Science et Vie/ Kasım 2005’te yayımlanan yazıya göre, şimdiden küçük ekranlı aygıtların pazarlanmasına başlandı bile. Ancak OLED’in televizyondaki ömrünü 50 bin saate kadar uzatmak gerekiyor... Ayrıca geleneksel ampule rakip olmaları için beyaz diyodların aydınlatma gücünü de artırmak gerekiyor. Ancak sanayi çevrelerine göre bu sorunların aşılması zor değil.

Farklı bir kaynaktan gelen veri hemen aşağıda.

//! JSON reporter
//!
//! Outputs the full RankingReport as pretty-printed JSON.
//! Useful for dashboards, piping to jq, or further processing.

use crate::models::RankingReport;
use anyhow::Result;

/// Render report as JSON
pub fn render(report: &RankingReport) -> Result<String> {
    Ok(serde_json::to_string_pretty(report)?)
}

#[cfg(test)]
mod tests {
    use super::*;
    use crate::reporters::tests::test_report;

    #[test]
    fn test_json_render_valid() {
        let report = test_report();
        let json_str = render(&report).expect("render JSON");
        let parsed: serde_json::Value = serde_json::from_str(&json_str).expect("parse JSON");
        assert_eq!(parsed["preset"], "balanced");
        assert_eq!(parsed["solutions"][0]["solution_id"], "llm2");
        assert_eq!(parsed["weights"].as_array().expect("weights array").len(), 2);
    }

    #[test]
    fn test_json_empty_solutions() {
        let mut report = test_report();
        report.solutions.clear();
        report.category_winners.clear();
        let json_str = render(&report).expect("render JSON");
        let parsed: serde_json::Value = serde_json::from_str(&json_str).expect("parse JSON");
        assert_eq!(parsed["solutions"].as_array().expect("solutions array").len(), 0);
    }
}
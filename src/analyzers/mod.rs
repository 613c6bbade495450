//! Analyzer modules and their registry
//!
//! An analyzer scores every competing solution along one rubric dimension.
//! This module defines:
//! - `Analyzer` trait that every scoring dimension implements
//! - `ModuleRegistry` holding the registered dimensions in order
//! - the built-in dimension catalog (`builtin_modules`)
//!
//! Heuristic detectors themselves live outside this crate; they plug in by
//! implementing `Analyzer` and being registered explicitly.

mod builtin;
mod registry;

pub use builtin::{builtin_module, builtin_modules, module_or_fallback, UNKNOWN_MODULE_WEIGHT};
pub use registry::ModuleRegistry;

use crate::models::{AnalyzerModule, ScoreEntry, Solution};
use anyhow::Result;

/// Trait for all rubric dimensions
///
/// # Example Implementation
///
/// ```ignore
/// pub struct LineCountAnalyzer;
///
/// impl Analyzer for LineCountAnalyzer {
///     fn id(&self) -> &str { "line_count" }
///     fn display_name(&self) -> &str { "Line Count" }
///     fn default_weight(&self) -> f64 { 0.1 }
///
///     fn score_all(&self, solutions: &[Solution]) -> Result<Vec<ScoreEntry>> {
///         Ok(solutions
///             .iter()
///             .map(|s| ScoreEntry::new(self.id(), &s.id, 50.0))
///             .collect())
///     }
/// }
/// ```
pub trait Analyzer {
    /// Unique identifier, used as the key in weight vectors and score tables
    fn id(&self) -> &str;

    /// Name shown in reports
    fn display_name(&self) -> &str;

    /// Starting weight before normalization
    fn default_weight(&self) -> f64;

    /// Score every solution
    ///
    /// Must return exactly one entry per solution, each with a value in
    /// 0-100 and `module_id == self.id()`.
    fn score_all(&self, solutions: &[Solution]) -> Result<Vec<ScoreEntry>>;

    fn description(&self) -> Option<&str> {
        None
    }

    /// Category of the dimension
    ///
    /// Used for grouping in reports.
    fn category(&self) -> &str {
        "general"
    }

    /// Registry metadata for this analyzer
    fn module(&self) -> AnalyzerModule {
        let mut module = AnalyzerModule::new(self.id(), self.display_name(), self.default_weight())
            .with_category(self.category());
        module.description = self.description().map(str::to_string);
        module
    }
}
//! Text (terminal) reporter with colors and formatting

use crate::models::RankingReport;
use anyhow::Result;

/// Score colors (ANSI escape codes)
fn score_color(score: f64) -> &'static str {
    if score >= 80.0 {
        "\x1b[32m" // Green
    } else if score >= 65.0 {
        "\x1b[92m" // Light green
    } else if score >= 50.0 {
        "\x1b[33m" // Yellow
    } else {
        "\x1b[31m" // Red
    }
}

/// Reset ANSI color
const RESET: &str = "\x1b[0m";
const BOLD: &str = "\x1b[1m";
const DIM: &str = "\x1b[2m";

/// Width of the weight bar in characters
const BAR_WIDTH: usize = 20;

fn weight_bar(weight: f64) -> String {
    let filled = (weight.clamp(0.0, 1.0) * BAR_WIDTH as f64).round() as usize;
    format!("{}{}", "█".repeat(filled), "░".repeat(BAR_WIDTH - filled))
}

/// Render report as formatted terminal output
pub fn render(report: &RankingReport) -> Result<String> {
    let mut out = String::new();

    out.push_str(&format!("\n{BOLD}Solution Ranking{RESET}\n"));
    out.push_str(&format!(
        "{DIM}──────────────────────────────────────{RESET}\n"
    ));
    out.push_str(&format!(
        "Weighting: {BOLD}{}{RESET}\n\n",
        report.preset.as_deref().unwrap_or("custom")
    ));

    out.push_str(&format!("{BOLD}Weights{RESET}\n"));
    for weight in &report.weights {
        out.push_str(&format!(
            "  {:<36} {} {:>5.1}%\n",
            weight.display_name,
            weight_bar(weight.weight),
            weight.weight * 100.0
        ));
    }
    out.push('\n');

    if report.solutions.is_empty() {
        out.push_str(&format!("{DIM}No solutions scored.{RESET}\n"));
        return Ok(out);
    }

    out.push_str(&format!("{BOLD}Rankings{RESET}\n"));
    for solution in &report.solutions {
        let color = score_color(solution.overall_score);
        out.push_str(&format!(
            "  {:>2}. {:<20} {color}{BOLD}{:>5.1}{RESET}/100\n",
            solution.rank, solution.solution_id, solution.overall_score
        ));
        for module in &solution.modules {
            out.push_str(&format!(
                "      {DIM}{:<34} {:>5.1}  (+{:.1}){RESET}\n",
                module.display_name, module.value, module.contribution
            ));
        }
    }

    if !report.category_winners.is_empty() {
        out.push_str(&format!("\n{BOLD}Category winners{RESET}\n"));
        for winner in &report.category_winners {
            out.push_str(&format!(
                "  {:<36} {} ({:.1})\n",
                winner.display_name, winner.solution_id, winner.value
            ));
        }
    }

    Ok(out)
}
//! Weighted aggregation and ranking
//!
//! Rankings are recomputed from scratch on every call. Nothing is cached
//! between weight changes; a full pass is O(modules x solutions).

use crate::error::{EngineError, EngineResult};
use crate::models::RankedResult;
use crate::scoring::score_table::ScoreTable;
use crate::scoring::weights::WeightVector;
use indexmap::IndexMap;
use tracing::debug;

/// Overall scores closer than this are ties
pub const TIE_EPSILON: f64 = 1e-9;

/// Rank every solution in `table` under `weights`
///
/// Every module with a positive weight must score every solution; there is
/// no partial aggregation. Modules at weight 0 contribute nothing and need
/// no scores. Ties keep the table's solution order.
pub fn compute_ranking(table: &ScoreTable, weights: &WeightVector) -> EngineResult<Vec<RankedResult>> {
    if weights.is_empty() {
        return Err(EngineError::NoEnabledModules(
            "nothing to aggregate".to_string(),
        ));
    }

    let contributing: Vec<(&str, f64)> = weights.iter().filter(|(_, w)| *w > 0.0).collect();
    for (module_id, _) in &contributing {
        table.check_complete(module_id)?;
    }

    let mut ranked: Vec<RankedResult> = Vec::with_capacity(table.solutions().len());
    for solution_id in table.solutions() {
        let mut contributions = IndexMap::with_capacity(contributing.len());
        let mut overall = 0.0;
        for (module_id, weight) in &contributing {
            let contribution = weight * table.get(module_id, solution_id)?.value;
            overall += contribution;
            contributions.insert(module_id.to_string(), contribution);
        }

        // Insert after every result that is not strictly lower: stable on ties
        let position = ranked
            .iter()
            .position(|r| r.overall_score < overall - TIE_EPSILON)
            .unwrap_or(ranked.len());
        ranked.insert(
            position,
            RankedResult {
                rank: 0,
                solution_id: solution_id.clone(),
                overall_score: overall,
                contributions,
            },
        );
    }

    for (i, result) in ranked.iter_mut().enumerate() {
        result.rank = i + 1;
    }

    if let Some(top) = ranked.first() {
        debug!(
            "Ranked {} solutions over {} modules, leader {} ({:.1})",
            ranked.len(),
            contributing.len(),
            top.solution_id,
            top.overall_score
        );
    }
    Ok(ranked)
}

Nitekim şimdiden, geceleyin karanlıkta arabaların daha kolay fark edilebilmesi için karoserilerin OLED’le donatılması, okunduktan sonra kabına yerleştirilebilen elektronik gazete, her kullanım sonrası banka fişini gösteren kredi kartları ya da tüm gün güneş ışığını geçirdikten sonra gece evde kendiliğinden yumuşak bir ışık yayan camlar araştırma evresinde bulunuyor.

PARLAK SOLUCAN MODELİ

Plastik gibi izole edici özelliklere sahip organik bir bileşen elektrik akımını nasıl geçirebilir ve daha da önemlisi, nasıl ışık yayabilir? Bu sorunun yanıtı, bazı organik moleküllerin karbon atomları arasında bulunan basit ve çift karbon bağlantılarının art arda gelmesi olabilir. Bunun kanıtı da parlak solucandır: bu canlıda lüsiferin karbonu çift karbon bağlantıları sayesinde ışıklı sinyaller yaymaktadır! OLED’lerde de karbonlu moleküller bu tür özelliklere sahiptirler. Araştırmacılar bu tür bir yapının organik maddede, basit bağlantılara kıyasla daha kolay elektronları serbest bırakabildiğini düşünüyorlar; akımın elektrolüminesan diyoda iletilmesi için de bu olmazsa olmaz bir koşul.

Çok yönlü OLED’ler

OLED’ler hem daha ucuz oldukları hem de günlük yaşamımızda kullandığımız düşük tüketimli lambalardan daha üstün bir performans sergiledikleri için evlerde önemli bir elektrik tasarrufu sağlayabilecekler. Ancak OLED’lerin özelliği yalnızca enerji tasarrufu da değil. Bunlar herhangi bir yüzeyi tam anlamıyla ışıklandırabiliyorlar! Bu da ampul ve neona dayanan kent aydınlatmalarında devrim yaratabilir.

OLED’lerin sırrı:

OLED’ler elektrik akımının geçtiği bir dizi organik katmanlara sahip. Bir yandan katod ışık yayan polimere serbest elektronlar enjekte ediyor. Diğer yandan ise anod polimerin elektronlarını çalarak serbest elektronları yakalayıp hapsedecek elektronik boşluklar (delikler) yaratıyor. Bunlar "deliğe düşerek" görünebilir bir ışık fotonu yayıyorlar.
Haberle ilgili daha fazlası:

BAKMADAN GEÇME!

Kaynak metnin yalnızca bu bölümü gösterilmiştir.